Chazal tell us that the Jewish people are so beloved by Hashem, that when they were sent into exile for their sins, Hashem accompanied them. The greatest demonstration of His love is the fact that the Jewish people have survived almost 2 000 years of persecution and numerous attempts to annihilate us. So great is this miracle, it surpasses the collective miracles of the exodus of Egypt and our wandering in the desert and in the land of Israel.
Second, when the Jews wandered in the wilderness for 40 years, their survival was supernatural – they were wholly dependent on Hashem. He rained down bread from the sky, provided a well of water, and protected us with seven miraculous clouds. This was the education needed to sear into our consciousness the perspective that Hashem is the source of everything, and we must strive to fulfil His will.

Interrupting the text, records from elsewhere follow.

pub mod bootstrap;
pub mod config;
pub mod cycle;
pub mod dashboard;
pub mod event_bus;
pub mod match_runner;
pub mod notifier;
pub mod persistence;
pub mod scheduler;
pub mod shutdown;
pub mod simulation;
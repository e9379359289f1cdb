//! Live-state API handlers, called directly with extracted arguments.

mod common;

use std::sync::Arc;
use std::time::Duration;

use async_trait::async_trait;
use axum::extract::{Path, State};
use axum::http::StatusCode;
use axum::response::Response;
use axum::Json;
use serde_json::{json, Value};

use chrono::{DateTime, Utc};

use matchday_engine::{
    EventKind, Fixture, FixtureId, FixtureStatus, LiveStore, MatchEvent, NewFixture, Phase, Side,
};
use matchday_server::dashboard::{live, DashboardState, Metrics};
use matchday_server::event_bus::{EventBus, MatchUpdate};
use matchday_server::notifier::AdminNotifier;
use matchday_server::persistence::{PersistenceGateway, PersistenceResult, SqliteGateway};

use common::{memory_db, seed_due};

fn dashboard(db: Arc<dyn PersistenceGateway>) -> Arc<DashboardState> {
    Arc::new(DashboardState {
        metrics: Arc::new(Metrics::new()),
        store: Arc::new(LiveStore::new()),
        gateway: db,
        bus: Arc::new(EventBus::default()),
        alerts: Arc::new(AdminNotifier::new()),
    })
}

/// Delegates to SQLite, but fixture lookups take 50ms.
struct SlowLookups(Arc<SqliteGateway>);

#[async_trait]
impl PersistenceGateway for SlowLookups {
    async fn find_due_fixtures(&self, limit: usize, now: DateTime<Utc>) -> PersistenceResult<Vec<Fixture>> {
        self.0.find_due_fixtures(limit, now).await
    }
    async fn fixture(&self, id: FixtureId) -> PersistenceResult<Option<Fixture>> {
        tokio::time::sleep(Duration::from_millis(50)).await;
        self.0.fixture(id).await
    }
    async fn set_fixture_status(&self, id: FixtureId, status: FixtureStatus) -> PersistenceResult<()> {
        self.0.set_fixture_status(id, status).await
    }
    async fn set_fixture_phase(&self, id: FixtureId, phase: Phase) -> PersistenceResult<()> {
        self.0.set_fixture_phase(id, phase).await
    }
    async fn set_fixture_elapsed(&self, id: FixtureId, elapsed: u32) -> PersistenceResult<()> {
        self.0.set_fixture_elapsed(id, elapsed).await
    }
    async fn append_fixture_event(&self, id: FixtureId, event: &MatchEvent) -> PersistenceResult<()> {
        self.0.append_fixture_event(id, event).await
    }
    async fn list_fixture_events(&self, id: FixtureId) -> PersistenceResult<Vec<MatchEvent>> {
        self.0.list_fixture_events(id).await
    }
    async fn list_distinct_teams(&self) -> PersistenceResult<Vec<String>> {
        self.0.list_distinct_teams().await
    }
    async fn insert_fixtures(&self, fixtures: &[NewFixture]) -> PersistenceResult<Vec<FixtureId>> {
        self.0.insert_fixtures(fixtures).await
    }
    async fn count_upcoming(&self) -> PersistenceResult<usize> {
        self.0.count_upcoming().await
    }
    async fn insert_teams(&self, teams: &[&str]) -> PersistenceResult<usize> {
        self.0.insert_teams(teams).await
    }
}

async fn body(response: Response) -> Value {
    let bytes = axum::body::to_bytes(response.into_body(), usize::MAX).await.unwrap();
    serde_json::from_slice(&bytes).unwrap()
}

#[tokio::test]
async fn valid_event_is_applied_persisted_and_broadcast() {
    let db = memory_db();
    let fixture = seed_due(&db, &[("Vipers", "KCCA")]).await.remove(0);
    let state = dashboard(db.clone());
    let mut updates = state.bus.subscribe();

    let response = live::append_event(
        Path(fixture.id.0),
        State(state.clone()),
        Json(json!({"type": "goal", "team": "away", "player": "Okello #9", "minute": 12})),
    )
    .await;
    assert_eq!(response.status(), StatusCode::OK);
    assert_eq!(body(response).await["success"], json!(true));

    let live = state.store.get(fixture.id).unwrap();
    assert_eq!(live.score.away, 1);
    assert_eq!(live.elapsed, 12);

    let expected = MatchEvent::new(EventKind::Goal, Side::Away, "Okello #9", 12);
    assert_eq!(db.list_fixture_events(fixture.id).await.unwrap(), vec![expected.clone()]);
    assert_eq!(
        updates.recv().await.unwrap(),
        MatchUpdate::Event {
            fixture: fixture.id,
            event: expected,
        }
    );
}

#[tokio::test]
async fn malformed_event_is_a_bad_request() {
    let db = memory_db();
    let fixture = seed_due(&db, &[("Vipers", "KCCA")]).await.remove(0);
    let state = dashboard(db.clone());

    let response = live::append_event(
        Path(fixture.id.0),
        State(state.clone()),
        Json(json!({"type": "goal", "team": "home", "minute": 3})),
    )
    .await;
    assert_eq!(response.status(), StatusCode::BAD_REQUEST);
    assert_eq!(body(response).await["success"], json!(false));

    assert!(state.store.get(fixture.id).is_none());
    assert!(db.list_fixture_events(fixture.id).await.unwrap().is_empty());
}

#[tokio::test]
async fn reading_state_seeds_known_fixtures_only() {
    let db = memory_db();
    let fixture = seed_due(&db, &[("Express", "SC Villa")]).await.remove(0);
    let state = dashboard(db);

    let response = live::get_state(Path(fixture.id.0), State(state.clone())).await;
    assert_eq!(response.status(), StatusCode::OK);
    let payload = body(response).await;
    assert_eq!(payload["state"]["home_team"], json!("Express"));
    assert_eq!(payload["state"]["phase"], json!("not_started"));
    assert_eq!(state.store.get(fixture.id).unwrap().phase, Phase::NotStarted);

    let missing = live::get_state(Path(9_999), State(state.clone())).await;
    assert_eq!(missing.status(), StatusCode::NOT_FOUND);
    assert_eq!(state.store.len(), 1);
}

#[tokio::test(start_paused = true)]
async fn reading_state_never_clobbers_a_fixture_that_kicked_off_meanwhile() {
    let db = memory_db();
    let fixture = seed_due(&db, &[("Express", "SC Villa")]).await.remove(0);
    let state = dashboard(Arc::new(SlowLookups(db)));

    let read = tokio::spawn(live::get_state(Path(fixture.id.0), State(state.clone())));
    tokio::time::sleep(Duration::from_millis(10)).await;

    // The runner starts while the lookup is still in flight.
    state.store.begin(fixture.id, "Express", "SC Villa");
    state.store.set_phase(fixture.id, Phase::FirstHalf);
    state.store.advance_clock(fixture.id, 3);

    let response = read.await.unwrap();
    assert_eq!(response.status(), StatusCode::OK);
    assert_eq!(body(response).await["state"]["phase"], json!("first_half"));

    let live = state.store.get(fixture.id).unwrap();
    assert_eq!(live.phase, Phase::FirstHalf);
    assert_eq!(live.elapsed, 3);
}

#[tokio::test]
async fn partial_override_fills_defaults() {
    let db = memory_db();
    let fixture = seed_due(&db, &[("Police", "NEC")]).await.remove(0);
    let state = dashboard(db);

    let response = live::set_state(
        Path(fixture.id.0),
        State(state.clone()),
        Json(serde_json::from_value(json!({"phase": "second_half", "elapsed": 61})).unwrap()),
    )
    .await;
    assert_eq!(response.status(), StatusCode::OK);

    let live = state.store.get(fixture.id).unwrap();
    assert_eq!(live.phase, Phase::SecondHalf);
    assert_eq!(live.elapsed, 61);
    assert_eq!(live.score.home + live.score.away, 0);
    assert!(live.events.is_empty());
}

#[tokio::test]
async fn event_history_falls_back_to_storage() {
    let db = memory_db();
    let fixture = seed_due(&db, &[("Maroons", "UPDF")]).await.remove(0);
    let stored = MatchEvent::new(EventKind::Corner, Side::Home, "Kato #2", 40);
    db.append_fixture_event(fixture.id, &stored).await.unwrap();
    let state = dashboard(db);

    let response = live::list_events(Path(fixture.id.0), State(state.clone())).await;
    let events: Vec<MatchEvent> = serde_json::from_value(body(response).await).unwrap();
    assert_eq!(events, vec![stored]);

    // Once live, the live list wins.
    state.store.begin(fixture.id, "Maroons", "UPDF");
    let response = live::list_events(Path(fixture.id.0), State(state)).await;
    assert_eq!(body(response).await, json!([]));
}
//! Error types for the simulation core.

use thiserror::Error;

/// A submitted event is missing a required field or carries a malformed one.
///
/// Raised at the live store boundary; a rejected event never touches state.
#[derive(Debug, Clone, PartialEq, Eq, Error)]
pub enum ValidationError {
    #[error("event must be a JSON object")]
    NotAnObject,

    #[error("missing required field `{0}`")]
    MissingField(&'static str),

    #[error("field `{0}` is malformed")]
    MalformedField(&'static str),

    #[error("unknown event type `{0}`")]
    UnknownKind(String),

    #[error("unknown team `{0}` (expected `home` or `away`)")]
    UnknownTeam(String),
}

/// The event generator could not produce a candidate this tick.
#[derive(Debug, Clone, PartialEq, Eq, Error)]
pub enum GeneratorError {
    #[error("event generator unavailable: {0}")]
    Unavailable(String),
}

/// A fresh fixture batch could not be planned.
#[derive(Debug, Clone, PartialEq, Eq, Error)]
pub enum RegenerationError {
    #[error("need at least two distinct teams to pair fixtures, found {0}")]
    NotEnoughTeams(usize),
}

/// A configuration value is outside its accepted range.
#[derive(Debug, Clone, PartialEq, Eq, Error)]
#[error("invalid `{field}`: {reason}")]
pub struct ConfigError {
    pub field: &'static str,
    pub reason: &'static str,
}
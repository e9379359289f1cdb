//! Live match update bus for viewer distribution.
//!
//! Fixture runners publish every phase change and accepted event as a
//! [`MatchUpdate`] on a shared `tokio::sync::broadcast` channel. Dashboard
//! WebSocket clients subscribe and forward updates to browsers.

use serde::Serialize;
use tokio::sync::broadcast;

use matchday_engine::{FixtureId, MatchEvent, Phase};

/// Recommended capacity for the broadcast channel.
/// Slow subscribers that fall further behind than this skip ahead (lagged).
pub const BUS_CAPACITY: usize = 1024;

/// Something viewers of a fixture should see.
#[derive(Clone, Debug, PartialEq, Serialize)]
#[serde(tag = "type", rename_all = "snake_case")]
pub enum MatchUpdate {
    Phase {
        fixture: FixtureId,
        phase: Phase,
        elapsed: u32,
    },
    Event {
        fixture: FixtureId,
        event: MatchEvent,
    },
}

impl MatchUpdate {
    pub fn fixture(&self) -> FixtureId {
        match self {
            MatchUpdate::Phase { fixture, .. } | MatchUpdate::Event { fixture, .. } => *fixture,
        }
    }
}

/// Best-effort delivery of match updates. Publishing never blocks and never
/// reports failure back to the simulation.
pub trait BroadcastSink: Send + Sync + 'static {
    fn publish(&self, update: MatchUpdate);
}

pub struct EventBus {
    tx: broadcast::Sender<MatchUpdate>,
}

impl EventBus {
    pub fn new(capacity: usize) -> Self {
        let (tx, _) = broadcast::channel(capacity);
        Self { tx }
    }

    pub fn subscribe(&self) -> broadcast::Receiver<MatchUpdate> {
        self.tx.subscribe()
    }

    pub fn subscriber_count(&self) -> usize {
        self.tx.receiver_count()
    }
}

impl Default for EventBus {
    fn default() -> Self {
        Self::new(BUS_CAPACITY)
    }
}

impl BroadcastSink for EventBus {
    fn publish(&self, update: MatchUpdate) {
        // Ignore send errors (no subscribers = no problem).
        let _ = self.tx.send(update);
    }
}

#[cfg(test)]
mod tests {
    use super::*;
    use matchday_engine::{EventKind, Side};

    #[test]
    fn publishing_without_subscribers_is_fine() {
        let bus = EventBus::default();
        bus.publish(MatchUpdate::Phase {
            fixture: FixtureId(1),
            phase: Phase::FirstHalf,
            elapsed: 0,
        });
        assert_eq!(bus.subscriber_count(), 0);
    }

    #[tokio::test]
    async fn subscribers_receive_updates_in_order() {
        let bus = EventBus::default();
        let mut rx = bus.subscribe();
        let goal = MatchEvent::new(EventKind::Goal, Side::Home, "Mutebi #7", 12);

        bus.publish(MatchUpdate::Phase {
            fixture: FixtureId(3),
            phase: Phase::FirstHalf,
            elapsed: 0,
        });
        bus.publish(MatchUpdate::Event {
            fixture: FixtureId(3),
            event: goal.clone(),
        });

        assert!(matches!(rx.recv().await.unwrap(), MatchUpdate::Phase { phase: Phase::FirstHalf, .. }));
        assert_eq!(
            rx.recv().await.unwrap(),
            MatchUpdate::Event {
                fixture: FixtureId(3),
                event: goal,
            }
        );
    }

    #[test]
    fn wire_shape_is_tagged() {
        let value = serde_json::to_value(MatchUpdate::Phase {
            fixture: FixtureId(8),
            phase: Phase::HalfTime,
            elapsed: 300,
        })
        .unwrap();
        assert_eq!(
            value,
            serde_json::json!({"type": "phase", "fixture": 8, "phase": "half_time", "elapsed": 300})
        );
    }
}
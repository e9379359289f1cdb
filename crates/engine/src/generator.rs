//! Candidate event generation.

use std::sync::Mutex;

use rand::rngs::StdRng;
use rand::seq::SliceRandom;
use rand::{Rng, SeedableRng};

use crate::error::GeneratorError;
use crate::fixture::FixtureId;
use crate::live::event::{EventKind, MatchEvent, Side};

/// Produces a candidate event for a fixture at a given clock value.
///
/// The simulation decides separately whether to ask (the per-tick trial) and
/// whether to accept (the goal cap); a generator only proposes.
pub trait EventGenerator: Send + Sync + 'static {
    fn generate(&self, fixture: FixtureId, elapsed: u32) -> Result<MatchEvent, GeneratorError>;
}

/// Relative likelihood of each kind of candidate.
static KIND_WEIGHTS: [(EventKind, u32); 8] = [
    (EventKind::Goal, 20),
    (EventKind::YellowCard, 16),
    (EventKind::RedCard, 3),
    (EventKind::Substitution, 12),
    (EventKind::Corner, 20),
    (EventKind::Foul, 18),
    (EventKind::Offside, 9),
    (EventKind::PenaltyMiss, 2),
];

static SURNAMES: [&str; 16] = [
    "Okello", "Mutebi", "Kizito", "Nsubuga", "Onyango", "Wasswa", "Achieng", "Mugisha",
    "Otieno", "Byaruhanga", "Ssekitoleko", "Kato", "Namanya", "Lubega", "Odhiambo", "Tumusiime",
];

/// Weighted random generator. Player names are drawn from a fixed pool with a
/// squad number, e.g. `"Kizito #9"`.
pub struct RandomEventGenerator {
    rng: Mutex<StdRng>,
}

impl RandomEventGenerator {
    pub fn new() -> Self {
        Self {
            rng: Mutex::new(StdRng::from_entropy()),
        }
    }

    pub fn seeded(seed: u64) -> Self {
        Self {
            rng: Mutex::new(StdRng::seed_from_u64(seed)),
        }
    }
}

impl Default for RandomEventGenerator {
    fn default() -> Self {
        Self::new()
    }
}

impl EventGenerator for RandomEventGenerator {
    fn generate(&self, _fixture: FixtureId, elapsed: u32) -> Result<MatchEvent, GeneratorError> {
        let mut rng = self
            .rng
            .lock()
            .map_err(|_| GeneratorError::Unavailable("rng lock poisoned".into()))?;

        let (kind, _) = KIND_WEIGHTS
            .choose_weighted(&mut *rng, |(_, weight)| *weight)
            .map_err(|e| GeneratorError::Unavailable(e.to_string()))?;
        let team = if rng.gen_bool(0.5) { Side::Home } else { Side::Away };
        let surname = SURNAMES.choose(&mut *rng).copied().unwrap_or("Unknown");
        let number: u8 = rng.gen_range(1..=23);

        Ok(MatchEvent::new(*kind, team, format!("{surname} #{number}"), elapsed))
    }
}
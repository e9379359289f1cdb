//! Admin alerts for phase transitions.

use chrono::{DateTime, Utc};
use serde::Serialize;
use tokio::sync::broadcast;

/// Fire-and-forget sink for operator-facing messages.
pub trait Notifier: Send + Sync + 'static {
    fn notify(&self, message: &str);
}

#[derive(Clone, Debug, Serialize)]
pub struct AdminAlert {
    pub at: DateTime<Utc>,
    pub message: String,
}

/// Logs every alert under the `admin` target and fans it out to dashboard
/// subscribers.
pub struct AdminNotifier {
    tx: broadcast::Sender<AdminAlert>,
}

impl AdminNotifier {
    pub fn new() -> Self {
        let (tx, _) = broadcast::channel(256);
        Self { tx }
    }

    pub fn subscribe(&self) -> broadcast::Receiver<AdminAlert> {
        self.tx.subscribe()
    }
}

impl Default for AdminNotifier {
    fn default() -> Self {
        Self::new()
    }
}

impl Notifier for AdminNotifier {
    fn notify(&self, message: &str) {
        tracing::info!(target: "admin", "{}", message);
        let _ = self.tx.send(AdminAlert {
            at: Utc::now(),
            message: message.to_string(),
        });
    }
}
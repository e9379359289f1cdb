//! The live state record kept for each active fixture.

use std::time::{Duration, Instant};

use serde::{Deserialize, Serialize};

use super::event::{MatchEvent, Side};
use crate::phase::Phase;

pub const DEFAULT_HOME_LABEL: &str = "Home";
pub const DEFAULT_AWAY_LABEL: &str = "Away";

#[derive(Debug, Clone, Copy, PartialEq, Eq, Default, Serialize, Deserialize)]
pub struct Score {
    pub home: u32,
    pub away: u32,
}

impl Score {
    pub fn credit(&mut self, side: Side) {
        match side {
            Side::Home => self.home += 1,
            Side::Away => self.away += 1,
        }
    }
}

/// What is happening in one fixture right now.
#[derive(Debug, Clone, PartialEq, Serialize)]
pub struct MatchState {
    pub home_team: String,
    pub away_team: String,
    pub phase: Phase,
    /// Match clock in ticks. Never moves backwards through engine mutations.
    pub elapsed: u32,
    pub score: Score,
    pub goals_scored: u32,
    pub events: Vec<MatchEvent>,
    /// When the fixture reached `Completed`; drives eviction.
    #[serde(skip)]
    pub completed_at: Option<Instant>,
}

impl Default for MatchState {
    fn default() -> Self {
        Self::new(DEFAULT_HOME_LABEL, DEFAULT_AWAY_LABEL)
    }
}

impl MatchState {
    pub fn new(home_team: impl Into<String>, away_team: impl Into<String>) -> Self {
        Self {
            home_team: home_team.into(),
            away_team: away_team.into(),
            phase: Phase::NotStarted,
            elapsed: 0,
            score: Score::default(),
            goals_scored: 0,
            events: Vec::new(),
            completed_at: None,
        }
    }

    /// Append an already-valid event: a goal credits exactly one side by one.
    /// The clock advances to the event's minute when that minute is newer.
    pub fn apply_event(&mut self, event: MatchEvent) {
        if event.kind.is_goal() {
            self.score.credit(event.team);
            self.goals_scored += 1;
        }
        self.elapsed = self.elapsed.max(event.minute);
        self.events.push(event);
    }

    pub fn enter_phase(&mut self, phase: Phase) {
        self.phase = phase;
        self.completed_at = phase.is_terminal().then(Instant::now);
    }

    /// Completed more than `retention` before `now`.
    pub fn is_expired(&self, now: Instant, retention: Duration) -> bool {
        self.completed_at
            .is_some_and(|at| now.saturating_duration_since(at) >= retention)
    }
}

/// An external overwrite of a fixture's live state. Absent fields fall back to
/// defaults so the resulting state is always fully populated.
#[derive(Debug, Clone, Default, PartialEq, Deserialize)]
#[serde(default)]
pub struct StateOverride {
    pub home_team: Option<String>,
    pub away_team: Option<String>,
    pub phase: Option<Phase>,
    pub elapsed: Option<u32>,
    pub score: Option<Score>,
    pub events: Option<Vec<MatchEvent>>,
}

impl From<StateOverride> for MatchState {
    fn from(o: StateOverride) -> Self {
        let events = o.events.unwrap_or_default();
        let mut state = MatchState {
            home_team: o.home_team.unwrap_or_else(|| DEFAULT_HOME_LABEL.to_string()),
            away_team: o.away_team.unwrap_or_else(|| DEFAULT_AWAY_LABEL.to_string()),
            phase: Phase::NotStarted,
            elapsed: o.elapsed.unwrap_or(0),
            score: o.score.unwrap_or_default(),
            goals_scored: events.iter().filter(|e| e.kind.is_goal()).count() as u32,
            events,
            completed_at: None,
        };
        state.enter_phase(o.phase.unwrap_or_default());
        state
    }
}
use std::sync::Arc;

use anyhow::Context;
use clap::Parser;

use matchday_engine::{LiveStore, RandomEventGenerator};
use matchday_server::config::Args;
use matchday_server::dashboard::{self, DashboardState, Metrics};
use matchday_server::event_bus::EventBus;
use matchday_server::notifier::AdminNotifier;
use matchday_server::persistence::{PersistenceGateway, SqliteGateway};
use matchday_server::simulation::{self, SimContext};
use matchday_server::{bootstrap, shutdown};

#[tokio::main]
async fn main() -> anyhow::Result<()> {
    let args = Args::parse();

    tracing_subscriber::fmt()
        .with_env_filter(
            tracing_subscriber::EnvFilter::try_from_default_env()
                .unwrap_or_else(|_| "info".parse().unwrap()),
        )
        .init();

    let config = args.simulation_config()?;
    tracing::info!("Matchday simulator starting");
    tracing::debug!("Simulation settings: {:?}", config);

    let gateway: Arc<dyn PersistenceGateway> = Arc::new(
        SqliteGateway::open(&args.db)
            .with_context(|| format!("opening database {}", args.db.display()))?,
    );
    tracing::info!("Using database {}", args.db.display());

    let generator = match config.seed {
        Some(seed) => RandomEventGenerator::seeded(seed),
        None => RandomEventGenerator::new(),
    };
    let store = Arc::new(LiveStore::new());
    let bus = Arc::new(EventBus::default());
    let alerts = Arc::new(AdminNotifier::new());
    let metrics = Arc::new(Metrics::new());

    let ctx = Arc::new(SimContext {
        config,
        store: Arc::clone(&store),
        gateway: Arc::clone(&gateway),
        generator: Arc::new(generator),
        broadcast: bus.clone(),
        notifier: alerts.clone(),
        metrics: Arc::clone(&metrics),
    });

    let seeded = bootstrap::ensure_fixture_pool(&ctx).await?;
    if seeded.teams > 0 || seeded.fixtures > 0 {
        tracing::info!(
            "First run: seeded {} teams and {} fixtures",
            seeded.teams,
            seeded.fixtures
        );
    }

    // Start live dashboard (non-blocking, runs on its own tasks).
    if !args.no_dashboard {
        let dash = Arc::new(DashboardState {
            metrics,
            store,
            gateway,
            bus,
            alerts,
        });
        let port = args.dashboard_port;
        tokio::spawn(async move {
            dashboard::server::start(dash, port).await;
        });
    }

    let (trigger, listener) = shutdown::channel();
    let tasks = simulation::start(ctx, listener);

    tokio::signal::ctrl_c().await.context("waiting for ctrl-c")?;
    tracing::info!("Shutdown requested, stopping running fixtures");
    trigger.trigger();
    tasks.join().await;
    tracing::info!("Matchday simulator stopped");

    Ok(())
}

Land, prosperity, and institutions of statehood were put at the Jewish people’s disposal not as goals in themselves, but as a means for the fulfilment of the Torah. When Jews lost sight of their true purpose and began to emulate the ideals of the nations around them, worshipping wealth and prosperity, they were deprived of those things that they had begun to worship, leaving their land with only the Torah to guide them.
Exile was meant, first and foremost, to benefit and perfect us. The Jewish people witnessed powerful empires disappear while we endured, devoid of might and majesty, but loyal to Hashem. How many times have Jews been offered a doorway to earthly pleasure and security if only they renounce their loyalty to G-d? How many times did Jews scorn the lure of wealth and pleasure and even sacrificed their most precious treasures in this world – their wives, children, brothers and sisters – for Hashem?
Chazal tell us that a third benefit of exile was to inspire conversion. Indeed, there have been many great converts in our history.
Fourth, the Jewish people were scattered throughout the world for our protection. If we were all under the jurisdiction of one ruler, he would attempt to destroy us all.
Exile isn’t just banishment from Israel. Exile is a state of being that also applies to individuals. Every person experiences tranquil periods when he finds it easy to learn Torah and pray with concentration. Yet when times are hard, he struggles. It’s specifically at these times that he mustn’t become empty of Torah and prayer, rather, he must strive to sanctify “desert” periods.